TASK DETAILS:
Each line from the one holding "let _ = shutdown_rx.await;" to the end of the listing below must be given again exactly as it appears.
'''
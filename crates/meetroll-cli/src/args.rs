use std::path::PathBuf;

use clap::{Args as ClapArgs, Parser, Subcommand};

#[derive(Parser, Debug)]
#[command(name = "meetroll", version)]
#[command(about = "Record who attends your Google Meet conferences", long_about = None)]
pub struct Cli {
    /// Enable debug logging
    #[arg(short, long, global = true)]
    pub verbose: bool,

    /// Config file (default: ~/.config/meetroll/config.json)
    #[arg(long, global = true, env = "MEETROLL_CONFIG")]
    pub config: Option<PathBuf>,

    /// OAuth token cache file
    #[arg(long, global = true)]
    pub token_file: Option<PathBuf>,

    /// OAuth client secrets file used for first-time authorization
    #[arg(long, global = true)]
    pub secrets_file: Option<PathBuf>,

    /// Fail instead of opening the browser consent flow
    #[arg(long, global = true)]
    pub no_browser: bool,

    #[command(subcommand)]
    pub command: CliCommand,
}

#[derive(Subcommand, Debug)]
pub enum CliCommand {
    /// Periodically record the participants of the active conference
    Poll(PollCliArgs),
    /// Create a new meeting space and print its URL and code
    CreateSpace,
    /// Delete a meeting space
    DeleteSpace(DeleteSpaceCliArgs),
    /// List conference records
    Conferences,
    /// Print the participants of a conference without saving them
    Participants(ParticipantsCliArgs),
}

#[derive(ClapArgs, Debug)]
pub struct PollCliArgs {
    /// Seconds to wait between checks
    #[arg(short, long, value_parser = clap::value_parser!(u64).range(1..))]
    pub interval: Option<u64>,
    /// Stop after this many checks (default: run until interrupted)
    #[arg(short, long)]
    pub cycles: Option<u32>,
    /// Directory for attendance files
    #[arg(short, long)]
    pub output: Option<PathBuf>,
}

#[derive(ClapArgs, Debug)]
pub struct DeleteSpaceCliArgs {
    /// Space resource name, e.g. spaces/jQCFfuBOdN5z
    pub name: String,
}

#[derive(ClapArgs, Debug)]
pub struct ParticipantsCliArgs {
    /// Conference resource name (default: the active conference)
    pub conference: Option<String>,
}
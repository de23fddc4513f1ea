//! Conference lookup and participant reading.
//!
//! The polling loop only depends on the two traits here, so it can run
//! against the Meet API or against stubs.

use async_trait::async_trait;
use futures::{pin_mut, Stream, TryStreamExt};
use tracing::debug;

use crate::api::{DirectoryError, MeetClient};
use crate::models::{ConferenceRecord, ParticipantRecord, ParticipantRoster};

/// Finds the conference that is currently running.
#[async_trait]
pub trait ConferenceDirectory: Send + Sync {
    /// The first conference record without an end time, if any.
    async fn list_active_conference(&self) -> Result<Option<ConferenceRecord>, DirectoryError>;
}

/// Reads the attendance of a conference.
#[async_trait]
pub trait ParticipantReader: Send + Sync {
    async fn list_participants(&self, conference: &str) -> Result<ParticipantRoster, DirectoryError>;
}

/// Consume `records` until the first active conference. Nothing past the
/// match is pulled from the stream.
pub async fn first_active<S>(records: S) -> Result<Option<ConferenceRecord>, DirectoryError>
where
    S: Stream<Item = Result<ConferenceRecord, DirectoryError>>,
{
    pin_mut!(records);
    while let Some(record) = records.try_next().await? {
        if record.is_active() {
            return Ok(Some(record));
        }
        debug!(conference = %record.name, "Skipping ended conference");
    }
    Ok(None)
}

/// Drain `participants` into a roster, keeping API order.
pub async fn collect_roster<S>(conference: &str, participants: S) -> Result<ParticipantRoster, DirectoryError>
where
    S: Stream<Item = Result<ParticipantRecord, DirectoryError>>,
{
    pin_mut!(participants);
    let mut roster = ParticipantRoster::new(conference);
    while let Some(record) = participants.try_next().await? {
        let resource = record.name.clone();
        match record.into_participant() {
            Some(participant) => {
                debug!(name = %participant.display_name, kind = %participant.kind, "Participant");
                roster.push(participant);
            }
            None => debug!(participant = ?resource, "Dropping participant without user identity"),
        }
    }
    Ok(roster)
}

impl MeetClient {
    /// Every conference record, all pages drained
    pub async fn list_conferences(&self) -> Result<Vec<ConferenceRecord>, DirectoryError> {
        self.conference_records().try_collect().await
    }
}

#[async_trait]
impl ConferenceDirectory for MeetClient {
    async fn list_active_conference(&self) -> Result<Option<ConferenceRecord>, DirectoryError> {
        first_active(self.conference_records()).await
    }
}

#[async_trait]
impl ParticipantReader for MeetClient {
    async fn list_participants(&self, conference: &str) -> Result<ParticipantRoster, DirectoryError> {
        collect_roster(conference, self.participants(conference)).await
    }
}

#[cfg(test)]
mod tests {
    use std::collections::HashMap;
    use std::sync::atomic::{AtomicUsize, Ordering};
    use std::sync::Arc;

    use chrono::{TimeZone, Utc};

    use super::*;
    use crate::api::client::test_server::serve;
    use crate::api::{paginate, Page};

    fn ended(name: &str) -> ConferenceRecord {
        ConferenceRecord {
            name: name.to_string(),
            space: Some("spaces/s".to_string()),
            start_time: Some(Utc.with_ymd_and_hms(2024, 1, 1, 9, 0, 0).unwrap()),
            end_time: Some(Utc.with_ymd_and_hms(2024, 1, 1, 10, 0, 0).unwrap()),
            expire_time: None,
        }
    }

    fn active(name: &str) -> ConferenceRecord {
        ConferenceRecord {
            end_time: None,
            ..ended(name)
        }
    }

    /// Stream `pages` through the real paginator, counting page fetches
    fn paged(
        pages: Vec<Vec<ConferenceRecord>>,
        calls: Arc<AtomicUsize>,
    ) -> impl Stream<Item = Result<ConferenceRecord, DirectoryError>> {
        paginate(move |token: Option<String>| {
            calls.fetch_add(1, Ordering::SeqCst);
            let index: usize = token.map(|t| t.parse().unwrap()).unwrap_or(0);
            let next = (index + 1 < pages.len()).then(|| (index + 1).to_string());
            futures::future::ready(Ok::<_, DirectoryError>(Page::new(pages[index].clone(), next)))
        })
    }

    #[tokio::test]
    async fn test_no_active_when_all_ended() {
        let calls = Arc::new(AtomicUsize::new(0));
        let records = paged(
            vec![vec![ended("conferenceRecords/1"), ended("conferenceRecords/2"), ended("conferenceRecords/3")]],
            calls.clone(),
        );

        assert_eq!(first_active(records).await.unwrap(), None);
        assert_eq!(calls.load(Ordering::SeqCst), 1);
    }

    #[tokio::test]
    async fn test_active_found_on_second_page() {
        let calls = Arc::new(AtomicUsize::new(0));
        let records = paged(
            vec![
                vec![ended("conferenceRecords/old")],
                vec![active("conferenceRecords/live")],
                vec![active("conferenceRecords/never-fetched")],
            ],
            calls.clone(),
        );

        let found = first_active(records).await.unwrap().unwrap();
        assert_eq!(found.name, "conferenceRecords/live");
        assert_eq!(calls.load(Ordering::SeqCst), 2);
    }

    #[tokio::test]
    async fn test_first_of_several_active_wins() {
        let calls = Arc::new(AtomicUsize::new(0));
        let records = paged(
            vec![vec![active("conferenceRecords/a"), active("conferenceRecords/b")]],
            calls,
        );

        let found = first_active(records).await.unwrap().unwrap();
        assert_eq!(found.name, "conferenceRecords/a");
    }

    #[tokio::test]
    async fn test_error_propagates() {
        let records = futures::stream::iter(vec![
            Ok(ended("conferenceRecords/1")),
            Err(DirectoryError::Unauthorized),
        ]);
        assert!(matches!(first_active(records).await, Err(DirectoryError::Unauthorized)));
    }

    fn record(json: &str) -> ParticipantRecord {
        serde_json::from_str(json).unwrap()
    }

    #[tokio::test]
    async fn test_collect_roster_classifies_and_keeps_order() {
        let records = futures::stream::iter(vec![
            Ok(record(r#"{"signedinUser": {"displayName": "Zed"}}"#)),
            Ok(record(r#"{"anonymousUser": {"displayName": "Guest 2"}}"#)),
            Ok(record(r#"{"phoneUser": {"displayName": "+1 555"}}"#)),
            Ok(record(r#"{"signedinUser": {"displayName": "Ada"}}"#)),
            Ok(record(r#"{"anonymousUser": {"displayName": "Guest 1"}}"#)),
        ]);

        let roster = collect_roster("conferenceRecords/c", records).await.unwrap();
        assert_eq!(roster.parent_name, "conferenceRecords/c");
        assert_eq!(roster.signed_users, vec!["Zed", "Ada"]);
        assert_eq!(roster.anonymous_users, vec!["Guest 2", "Guest 1"]);
    }

    #[tokio::test]
    async fn test_meet_client_finds_active_conference() {
        let mut routes = HashMap::new();
        routes.insert(
            "GET /v2/conferenceRecords?pageSize=100".to_string(),
            (
                200,
                r#"{"conferenceRecords": [{"name": "conferenceRecords/old", "endTime": "2024-01-01T10:00:00Z"}], "nextPageToken": "t"}"#.to_string(),
            ),
        );
        routes.insert(
            "GET /v2/conferenceRecords?pageSize=100&pageToken=t".to_string(),
            (200, r#"{"conferenceRecords": [{"name": "conferenceRecords/live"}]}"#.to_string()),
        );
        routes.insert(
            "GET /v2/conferenceRecords/live/participants?pageSize=100".to_string(),
            (
                200,
                r#"{"participants": [{"anonymousUser": {"displayName": "Guest"}}, {"signedinUser": {"displayName": "Ada"}}]}"#.to_string(),
            ),
        );
        let (base_url, _log) = serve(routes).await;
        let client = MeetClient::with_base_url(&base_url, "token").unwrap();

        let conference = client.list_active_conference().await.unwrap().unwrap();
        assert_eq!(conference.name, "conferenceRecords/live");

        let roster = client.list_participants(&conference.name).await.unwrap();
        assert_eq!(roster.signed_users, vec!["Ada"]);
        assert_eq!(roster.anonymous_users, vec!["Guest"]);

        assert_eq!(client.list_conferences().await.unwrap().len(), 2);
    }
}
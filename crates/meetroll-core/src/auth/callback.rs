//! Loopback redirect receiver for the installed-app authorization flow.
//!
//! A one-route axum server answers the browser redirect. The first
//! authorization outcome is handed back over a oneshot channel and the
//! server is shut down gracefully.

use std::sync::{Arc, Mutex};
use std::time::Duration;

use axum::extract::{Query, State};
use axum::http::StatusCode;
use axum::routing::get;
use axum::Router;
use serde::Deserialize;
use tokio::net::TcpListener;
use tokio::sync::oneshot;
use tracing::{debug, warn};

use super::AuthError;

/// How long in-flight responses get to drain after the code arrives
const SHUTDOWN_GRACE: Duration = Duration::from_secs(2);

const SUCCESS_MESSAGE: &str =
    "The authentication flow has completed. You may close this window.";
const DENIED_MESSAGE: &str = "Authorization was not granted. You may close this window.";

/// Query parameters Google appends to the redirect URI
#[derive(Debug, Default, Deserialize)]
pub struct CallbackParams {
    pub code: Option<String>,
    pub state: Option<String>,
    pub error: Option<String>,
}

/// What a request to the redirect URI carried.
#[derive(Debug, Clone, PartialEq, Eq)]
pub enum Callback {
    Code { code: String, state: Option<String> },
    Denied(String),
    /// Not an authorization redirect
    Other,
}

impl From<CallbackParams> for Callback {
    fn from(params: CallbackParams) -> Self {
        match (params.code, params.error) {
            (_, Some(error)) => Callback::Denied(error),
            (Some(code), None) => Callback::Code {
                code,
                state: params.state,
            },
            (None, None) => Callback::Other,
        }
    }
}

type Outcome = Result<String, AuthError>;

#[derive(Clone)]
struct RedirectState {
    expected_state: Arc<str>,
    outcome: Arc<Mutex<Option<oneshot::Sender<Outcome>>>>,
}

impl RedirectState {
    /// Report the first outcome; later redirects are answered but ignored
    fn finish(&self, outcome: Outcome) {
        let sender = match self.outcome.lock() {
            Ok(mut slot) => slot.take(),
            Err(_) => None,
        };
        if let Some(sender) = sender {
            let _ = sender.send(outcome);
        }
    }
}

async fn handle_redirect(
    State(redirect): State<RedirectState>,
    Query(params): Query<CallbackParams>,
) -> (StatusCode, &'static str) {
    match Callback::from(params) {
        Callback::Other => (StatusCode::NOT_FOUND, "Not found"),
        Callback::Denied(reason) => {
            redirect.finish(Err(AuthError::Denied(reason)));
            (StatusCode::OK, DENIED_MESSAGE)
        }
        Callback::Code { code, state } => {
            if state.as_deref() != Some(&*redirect.expected_state) {
                redirect.finish(Err(AuthError::StateMismatch));
                return (StatusCode::BAD_REQUEST, "State mismatch");
            }
            redirect.finish(Ok(code));
            (StatusCode::OK, SUCCESS_MESSAGE)
        }
    }
}

/// Serve the redirect URI on `listener` until an authorization redirect
/// arrives or `timeout` elapses, and return the code. The `state` must
/// match `expected_state`.
pub async fn wait_for_code(
    listener: TcpListener,
    expected_state: &str,
    timeout: Duration,
) -> Result<String, AuthError> {
    let (outcome_tx, outcome_rx) = oneshot::channel();
    let (shutdown_tx, shutdown_rx) = oneshot::channel::<()>();

    let app = Router::new()
        .route("/", get(handle_redirect))
        .with_state(RedirectState {
            expected_state: Arc::from(expected_state),
            outcome: Arc::new(Mutex::new(Some(outcome_tx))),
        });

    let server = tokio::spawn(async move {
        axum::serve(listener, app)
            .with_graceful_shutdown(async move {
                let _ = shutdown_rx.await;
            })
            .await
    });

    let outcome = tokio::time::timeout(timeout, outcome_rx).await;

    let _ = shutdown_tx.send(());
    match tokio::time::timeout(SHUTDOWN_GRACE, server).await {
        Ok(Ok(Err(e))) => warn!(error = %e, "Authorization callback server failed"),
        Err(_) => debug!("Callback server still draining idle connections"),
        _ => {}
    }

    match outcome {
        Ok(Ok(result)) => result,
        Ok(Err(_)) => Err(AuthError::CallbackClosed),
        Err(_) => Err(AuthError::CallbackTimeout(timeout)),
    }
}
'''
COMPLETED EXERCISE:
                let _ = shutdown_rx.await;
            })
            .await
    });

    let outcome = tokio::time::timeout(timeout, outcome_rx).await;

    let _ = shutdown_tx.send(());
    match tokio::time::timeout(SHUTDOWN_GRACE, server).await {
        Ok(Ok(Err(e))) => warn!(error = %e, "Authorization callback server failed"),
        Err(_) => debug!("Callback server still draining idle connections"),
        _ => {}
    }

    match outcome {
        Ok(Ok(result)) => result,
        Ok(Err(_)) => Err(AuthError::CallbackClosed),
        Err(_) => Err(AuthError::CallbackTimeout(timeout)),
    }
}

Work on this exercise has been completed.